É interessante observar filmes que tenham como olhar narrativo o desabrochar “tardio”. Em aspas pois essa condição de tempo é tênue, mas delimitada e imposta pelo convívio em sociedade. Suk Suk – Um Amor em Segredo observa a história de dois homens idosos, Park (Tai-Bo) e Hoi (Ben Yuen), que nutrem uma relação amorosa. Mas o diretor, Ray Yeung, entende que há subtextos sociais importantes a serem cumpridos na sua história e, por isso, investiga estes pontos.

Em primeira tratativa, observamos a vida do taxista Park, um homem sexagenário que vive com a esposa e recebe visitas da filha e do noivo, prestes a se casarem. Para dar o primeiro passo no conflito da narrativa, aqui Ray decide basear-se na hierarquia patriarcal, além também do estabelecimento social do relacionamento heteronormativo. A esposa se irrita pelo fato do noivo não conseguir arcar com as despesas da festa do casamento, o que já determina esse espaço minimamente desconfortável para a pessoa de Park.

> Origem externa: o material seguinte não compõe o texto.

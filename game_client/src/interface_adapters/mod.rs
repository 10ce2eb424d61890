// Interface adapters: wire protocol, WebSocket transport and headless ports.

pub mod input;
pub mod net;
pub mod protocol;
pub mod render;
pub mod transport;
pub mod utils;

pub use input::{IdleInput, ScriptedInput};
pub use net::{Connection, NetError, TransportSettings, connect};
pub use protocol::{EventFrame, SESSION_EVENT};
pub use render::TracingRenderer;
pub use transport::ChannelTransport;
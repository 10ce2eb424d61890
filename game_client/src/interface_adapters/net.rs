// WebSocket transport: connect, session handshake, then one reader and one writer task
// bridging the socket to bounded channels.

use crate::domain::EntityId;
use crate::interface_adapters::protocol::{EventFrame, SESSION_EVENT};
use crate::interface_adapters::utils::throttle::{self, should_log};
use crate::use_cases::{InboundEvent, OutboundEvent};
use futures_util::stream::{SplitSink, SplitStream};
use futures_util::{SinkExt, StreamExt};
use std::fmt;
use std::time::Duration;
use tokio::net::TcpStream;
use tokio::sync::mpsc;
use tokio::time::timeout;
use tokio_tungstenite::tungstenite::{self, Message};
use tokio_tungstenite::{MaybeTlsStream, WebSocketStream, connect_async};
use tracing::{Instrument, debug, info, info_span, warn};

type Socket = WebSocketStream<MaybeTlsStream<TcpStream>>;

#[derive(Debug)]
pub enum NetError {
    Connect(tungstenite::Error),
    Ws(tungstenite::Error),
    Serialization(serde_json::Error),
    Handshake(&'static str),
    // The scene stopped reading inbound events.
    InboundClosed,
}

impl fmt::Display for NetError {
    fn fmt(&self, f: &mut fmt::Formatter<'_>) -> fmt::Result {
        match self {
            NetError::Connect(e) => write!(f, "connect failed: {e}"),
            NetError::Ws(e) => write!(f, "websocket error: {e}"),
            NetError::Serialization(e) => write!(f, "serialization error: {e}"),
            NetError::Handshake(reason) => write!(f, "session handshake failed: {reason}"),
            NetError::InboundClosed => f.write_str("inbound channel closed"),
        }
    }
}

impl std::error::Error for NetError {}

#[derive(Debug, Clone)]
pub struct TransportSettings {
    pub url: String,
    pub handshake_timeout: Duration,
    pub inbound_capacity: usize,
    pub outbound_capacity: usize,
}

/// A live session. Dropping every `outbound` sender closes the socket.
#[derive(Debug)]
pub struct Connection {
    pub connection_id: EntityId,
    pub inbound: mpsc::Receiver<InboundEvent>,
    pub outbound: mpsc::Sender<OutboundEvent>,
}

pub async fn connect(settings: &TransportSettings) -> Result<Connection, NetError> {
    let (mut socket, _response) = connect_async(settings.url.as_str())
        .await
        .map_err(NetError::Connect)?;

    let connection_id = match timeout(settings.handshake_timeout, read_session(&mut socket)).await
    {
        Ok(result) => result?,
        Err(_) => {
            let _ = socket.close(None).await;
            return Err(NetError::Handshake("timed out waiting for session"));
        }
    };
    info!(url = %settings.url, connection_id = %connection_id, "session established");

    let (inbound_tx, inbound) = mpsc::channel(settings.inbound_capacity);
    let (outbound, outbound_rx) = mpsc::channel(settings.outbound_capacity);
    let (sink, stream) = socket.split();

    let span = info_span!("conn", connection_id = %connection_id);
    tokio::spawn(
        async move {
            if let Err(e) = read_loop(stream, inbound_tx).await {
                warn!(error = %e, "read loop exited with error");
            }
        }
        .instrument(span.clone()),
    );
    tokio::spawn(
        async move {
            if let Err(e) = write_loop(sink, outbound_rx).await {
                warn!(error = %e, "write loop exited with error");
            }
        }
        .instrument(span),
    );

    Ok(Connection {
        connection_id,
        inbound,
        outbound,
    })
}

// The first text frame must be `session(<id>)`.
async fn read_session(socket: &mut Socket) -> Result<EntityId, NetError> {
    loop {
        let Some(incoming) = socket.next().await else {
            return Err(NetError::Handshake("closed before session"));
        };

        match incoming.map_err(NetError::Ws)? {
            Message::Text(text) => {
                let frame: EventFrame =
                    serde_json::from_str(text.as_str()).map_err(NetError::Serialization)?;
                if frame.event != SESSION_EVENT {
                    return Err(NetError::Handshake("first event was not session"));
                }
                let Some(id) = frame.args.into_iter().next() else {
                    return Err(NetError::Handshake("session carried no id"));
                };
                return serde_json::from_value(id).map_err(NetError::Serialization);
            }
            Message::Close(_) => return Err(NetError::Handshake("closed before session")),
            Message::Binary(_) | Message::Ping(_) | Message::Pong(_) | Message::Frame(_) => {}
        }
    }
}

async fn read_loop(
    mut stream: SplitStream<Socket>,
    inbound_tx: mpsc::Sender<InboundEvent>,
) -> Result<(), NetError> {
    let mut invalid_frames: u64 = 0;
    let mut last_invalid_log = throttle::primed();

    while let Some(incoming) = stream.next().await {
        match incoming.map_err(NetError::Ws)? {
            Message::Text(text) => match serde_json::from_str::<EventFrame>(text.as_str()) {
                Ok(frame) => {
                    // Awaiting keeps arrival order; inbound events are never dropped.
                    inbound_tx
                        .send(InboundEvent::from(frame))
                        .await
                        .map_err(|_| NetError::InboundClosed)?;
                }
                Err(e) => {
                    invalid_frames += 1;
                    if should_log(&mut last_invalid_log) {
                        warn!(error = %e, count = invalid_frames, "skipping unparseable frame");
                    }
                }
            },
            Message::Close(frame) => {
                info!(?frame, "server closed connection");
                break;
            }
            Message::Binary(_) | Message::Ping(_) | Message::Pong(_) | Message::Frame(_) => {}
        }
    }
    debug!("read loop finished");
    Ok(())
}

async fn write_loop(
    mut sink: SplitSink<Socket, Message>,
    mut outbound_rx: mpsc::Receiver<OutboundEvent>,
) -> Result<(), NetError> {
    while let Some(event) = outbound_rx.recv().await {
        let txt =
            serde_json::to_string(&EventFrame::from(&event)).map_err(NetError::Serialization)?;
        sink.send(Message::text(txt)).await.map_err(NetError::Ws)?;
    }

    debug!("outbound channel closed; closing socket");
    sink.close().await.map_err(NetError::Ws)
}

Não é exatamente um casamento infeliz que ele possui com a esposa, mas sim, um descontentamento com essa clandestinidade natural de sua orientação sexual.

A ida aos banheiros masculinos para olhar os corpos e pênis dos homens é uma das primeiras interações que o cineasta insere no filme, para traçar esse panorama comunitário. Destas interações públicas reservadas, Park conhece Hoi, um homem que aparenta ser mais novo e diferente. Tanto que no primeiro diálogo, a casualidade do relacionamento e do sexo tida como parte natural dessa comunidade por Park, deixa Hoi inseguro, fazendo com que este último sugira a criação de uma amizade primeiramente.

A personagem de Hoi possui também um subtexto próprio; viúvo, mora com o filho, a esposa e a neta em um apartamento menor. O sentimento entre pai e filho fica fragilizado pelos conflitos na criação da pequena Grace, mas sobretudo, pelo cristianismo no qual o filho é adepto e presente nas solenidades eucarísticas. Suk Suk – Um Amor em Segredo orienta sua narrativa primariamente nesses pontos para tratar da invisibilidade da comunidade, até que ela aparece com mais autonomia e clareza.

As idas de Park e Hoi às saunas e casas de massagem frequentadas pela comunidade LGBTQIA+ soam até ritualísticas, um roteiro turístico libertário e libertino, apesar do filme ter uma expressividade sexual quase nula, mesmo atenuando as demonstrações de afetos entre o casal. O filme se situa também em grande parte na retomada/criação de espaços públicos pela comunidade – e o envolvimento das esferas políticas e sociais – onde por elas se teriam a liberdade e, cada vez mais, a naturalidade dessas relações.

A escolha narrativa é, no entanto, dialogar com esse relacionamento no campo do tempo. Do tempo histórico, conta-se sobre Hong Kong e o pertencimento público da comunidade LGBTQIA +. Pelo tempo físico, os homens mais velhos desse grupo depondo sobre como esse sentimento de autonomia foi sendo podado também, seja por falta de iniciativas do setor público ou do isolamento auto imposto por si mesmos.

Contextualmente, Suk Suk – Um Amor em Segredo é um filme de semblantes, de uma passagem do tempo que foi sendo desperdiçada em sua maioria, mas que agora é aproveitada por uma entrega que também é circunstancial, mas que o dispositivo da emoção se equivale na mesma medida.

Suk Suk – Um Amor em Segredo estreia nos cinemas nesta quinta-feira, 09/09.